Observational Studies:
- draws conclusions about the possible association of an exposure on a health outcome
- researchers observe subjects without intervening
- includes cohort, case control, and cross-sectional studies
- prone to confounding and bias
- can establish correlation but not causation
RCTs:
- each participant is randomly assigned to a treated group or a control group before the intervention is given which allows for a direct comparison of outcomes
- used to determine causality between interventions and outcomes
- minimises bias and confounding errors due to randomisation
- considered gold standard for evaluating interventions
Describe the key features of RCTs:
Randomisation - participants are randomly assigned to groups minimising selection bias and confounding
Control group - used a comparison to assess the effect of the intervention
Blinding – participants, researchers, or analysts may be unaware of group assignments to prevent bias
Pre specified outcome measures - defined before the trial to prevent selective reporting
Follow-up & Adherence Monitoring – Ensures compliance and reduces loss to follow-up
Ethical Considerations – Requires informed consent, ethical approval, and stopping rules for safety
What are the steps
involved in planning
and conducting a
randomised trial?
Formulation of a clear question to be answered
Definition of the inclusion criteria for participants
Performance of a sample size calculation
Choice of the method of randomisation to ensure adequate sequence generation and and allocation concealment
Blinding of participants and and observers where appropriate
Choice and measurement of appropriate outcomes
Monitoring of compliance
Conduct of a statistical analysis
Appropriate reporting of results
Informed by a systematic review
Why use randomisation ?
Reduces bias - ensures comparable groups at baseline
Balances confounding errors - both known and unknown confounders are distributed equally (confounding error is when an uncontrolled third variable (confounder) affects both the independent variable (IV) and the dependent variable (DV), leading to a false association between them)
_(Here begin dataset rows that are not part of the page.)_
//! WizardStep - the marketability wizard's states.
//!
//! The current step is never stored. It is derived from which outputs the
//! document already holds, so a reload after a crash resumes where the
//! persisted data says the user is.

use serde::{Deserialize, Serialize};
use std::fmt;

use crate::domain::foundation::StateMachine;
use crate::domain::project::ProjectDocument;

#[derive(Debug, Clone, Copy, PartialEq, Eq, PartialOrd, Ord, Hash, Serialize, Deserialize)]
#[serde(rename_all = "snake_case")]
pub enum WizardStep {
    Segmentation = 1,
    Targeting = 2,
    Positioning = 3,
    Complete = 4,
}

impl WizardStep {
    /// Derives the step from document content.
    pub fn derive(doc: &ProjectDocument) -> Self {
        if doc.niche_suggestion().is_some() {
            WizardStep::Complete
        } else if doc.recommended_segments().is_some() {
            WizardStep::Positioning
        } else if !doc.market_segments().is_empty() {
            WizardStep::Targeting
        } else {
            WizardStep::Segmentation
        }
    }

    /// 1-based position in the flow.
    pub fn number(&self) -> u8 {
        *self as u8
    }

    pub fn title(&self) -> &'static str {
        match self {
            WizardStep::Segmentation => "Segmentation",
            WizardStep::Targeting => "Targeting",
            WizardStep::Positioning => "Positioning",
            WizardStep::Complete => "Complete",
        }
    }

}

impl StateMachine for WizardStep {
    fn successor(&self) -> Option<Self> {
        match self {
            WizardStep::Segmentation => Some(WizardStep::Targeting),
            WizardStep::Targeting => Some(WizardStep::Positioning),
            WizardStep::Positioning => Some(WizardStep::Complete),
            WizardStep::Complete => None,
        }
    }
}

impl fmt::Display for WizardStep {
    fn fmt(&self, f: &mut fmt::Formatter<'_>) -> fmt::Result {
        f.write_str(self.title())
    }
}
Facilitates causal inference - observed effect can be attributed to the intervention rather than external factors
Provides a valid basis for statistical test of significance
Controls for time trends by having a concurrent comparison group
What are the different types of RCTs ?
Parallel group RCT:
- participants randomly assigned to a group
- Each group receives a different intervention simultaneously and remains in that group throughout
Crossover RCT:
- participants receive both interventions at different time points (sequential order)
- subjects act as their own control → reduces variability
- requires a washout period to prevent carryover
Cluster RCT:
- Randomises groups (clusters) rather than individuals
- Reduces contamination bias but requires larger sample sizes
What are the different types of randomisation ?
Simple Randomisation:
- Each participant has an equal chance of assignment
- risk as can lead to an imbalance in group sizes for small trials
Block Randomisation:
- ensures equal numbers in treatment and control groups by randomising in fixed “blocks”
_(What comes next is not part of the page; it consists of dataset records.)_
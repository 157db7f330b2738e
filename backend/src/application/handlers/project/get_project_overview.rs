//! GetProjectOverviewHandler - Per-module progress of one project.

use serde::Serialize;
use std::sync::Arc;

use super::GetProjectQuery;
use crate::domain::analysis::ReadinessScorer;
use crate::domain::foundation::{DomainError, ProjectId};
use crate::domain::project::{module_progress, BusinessType, ModuleProgress, ReadinessProfile};
use crate::domain::wizard::WizardStep;
use crate::ports::ProjectRepository;

/// Dashboard view of a project.
#[derive(Debug, Clone, PartialEq, Serialize)]
#[serde(rename_all = "camelCase")]
pub struct ProjectOverview {
    pub project_id: ProjectId,
    pub business_name: String,
    pub business_type: BusinessType,
    pub progress: ModuleProgress,
    pub wizard_step: WizardStep,
    /// Scored from the current document, not read from storage.
    pub readiness: ReadinessProfile,
}

pub struct GetProjectOverviewHandler {
    repository: Arc<dyn ProjectRepository>,
}

impl GetProjectOverviewHandler {
    pub fn new(repository: Arc<dyn ProjectRepository>) -> Self {
        Self { repository }
    }

    pub async fn handle(&self, query: GetProjectQuery) -> Result<ProjectOverview, DomainError> {
        let document = self.repository.get(&query.project_id).await?;

        Ok(ProjectOverview {
            progress: module_progress(&document),
            wizard_step: WizardStep::derive(&document),
            readiness: ReadinessScorer::score(&document),
            business_name: document.business.name,
            business_type: document.business.business_type,
            project_id: document.id,
        })
    }
}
- Used in smaller studies to maintain balance
Stratified Randomisation:
- Ensures equal distribution of confounding variables
- Participants are stratified into subgroups before randomisation
Minimisation:
- Assigns participants based on minimising imbalances in key factors
Describe the term “intention to treat analysis” :
A statistical principle where participants are analysed in the groups to which they were originally assigned, regardless of adherence or dropout.
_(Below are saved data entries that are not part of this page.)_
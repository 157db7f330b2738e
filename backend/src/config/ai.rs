//! Text-generation provider configuration

use secrecy::{ExposeSecret, Secret};
use serde::Deserialize;
use std::time::Duration;

use super::error::{is_http_url, ValidationError};
use crate::adapters::ai::{DEFAULT_ANTHROPIC_BASE_URL, DEFAULT_ANTHROPIC_MODEL};

#[derive(Debug, Deserialize)]
pub struct AiConfig {
    /// Anthropic API key. Absent means no live generation.
    pub anthropic_api_key: Option<Secret<String>>,

    #[serde(default = "default_model")]
    pub model: String,

    #[serde(default = "default_base_url")]
    pub base_url: String,

    /// Request timeout in seconds
    #[serde(default = "default_timeout")]
    pub timeout_secs: u64,

    /// Maximum retries on transient failure
    #[serde(default = "default_retries")]
    pub max_retries: u32,
}

impl AiConfig {
    pub fn timeout(&self) -> Duration {
        Duration::from_secs(self.timeout_secs)
    }

    pub fn has_anthropic(&self) -> bool {
        self.anthropic_api_key.is_some()
    }

    pub fn validate(&self) -> Result<(), ValidationError> {
        if self.timeout_secs == 0 {
            return Err(ValidationError::InvalidTimeout("ai"));
        }
        if let Some(key) = &self.anthropic_api_key {
            if key.expose_secret().trim().is_empty() {
                return Err(ValidationError::EmptyApiKey("anthropic"));
            }
        }
        if !is_http_url(&self.base_url) {
            return Err(ValidationError::InvalidUrl("ai"));
        }
        Ok(())
    }
}

impl Default for AiConfig {
    fn default() -> Self {
        Self {
            anthropic_api_key: None,
            model: default_model(),
            base_url: default_base_url(),
            timeout_secs: default_timeout(),
            max_retries: default_retries(),
        }
    }
}

fn default_model() -> String {
    DEFAULT_ANTHROPIC_MODEL.to_string()
}

fn default_base_url() -> String {
    DEFAULT_ANTHROPIC_BASE_URL.to_string()
}

fn default_timeout() -> u64 {
    60
}

fn default_retries() -> u32 {
    2
}

#[cfg(test)]
mod tests {
    use super::*;

    #[test]
    fn test_ai_config_defaults() {
        let config = AiConfig::default();
        assert!(!config.has_anthropic());
        assert_eq!(config.timeout(), Duration::from_secs(60));
        assert_eq!(config.max_retries, 2);
        assert!(config.validate().is_ok());
    }

    #[test]
    fn test_empty_key_is_rejected() {
        let config = AiConfig {
            anthropic_api_key: Some(Secret::new("  ".to_string())),
            ..Default::default()
        };
        assert_eq!(config.validate(), Err(ValidationError::EmptyApiKey("anthropic")));
    }

    #[test]
    fn test_zero_timeout_is_rejected() {
        let config = AiConfig {
            timeout_secs: 0,
            ..Default::default()
        };
        assert_eq!(config.validate(), Err(ValidationError::InvalidTimeout("ai")));
    }

    #[test]
    fn test_key_is_redacted_in_debug() {
        let config = AiConfig {
            anthropic_api_key: Some(Secret::new("sk-ant-secret".to_string())),
            ..Default::default()
        };
        assert!(!format!("{:?}", config).contains("sk-ant-secret"));
    }
}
✔ Maintains randomisation benefits by preserving baseline comparability.
✔ Provides real-world effectiveness rather than ideal conditions.
✔ Reduces bias from loss to follow-up and non-compliance.
✔ Contrasts with per-protocol analysis, which only includes participants who fully followed the intervention.
What are the strengths of RCTs ?
Causal inference - most efficient design for investigating causality, because we can ensure that the ‘cause’ precedes the ‘effect’
Control of bias - possible confounding don’t confuse the results
Interventions are compared efficiently
Uncertainty is resolved in a fair way
Randomisation facilitates statistical analysis
What are the limitations of RCTs ?
Cost and time - can be long and expensive
Complex interventions - public health interventions may not be easily randomised
Not suitable for rare disease or diseases with a long latency
Withholding potentially effective interventions from the control group may raise ethical issues
Applicability - vulnerable groups such as the very young, very old and pregnant women may have be screened out
Volunteer bias
External validity - the controlled environment of the RCT may not reflect the real world environment, limits generalisability
Describe some ethical considerations needed when doing RCTs:
Informed Consent - ensuring participants are fully aware of risks and benefits
Special care must be taken when dealing with vulnerable groups (e.g., children, low-income communities) to ensure they understand the risks and benefits
Approval by Ethics Committee - mandatory in human research
Stopping Rules - criteria for ending the trial early (e.g., if the intervention proves harmful or highly effective)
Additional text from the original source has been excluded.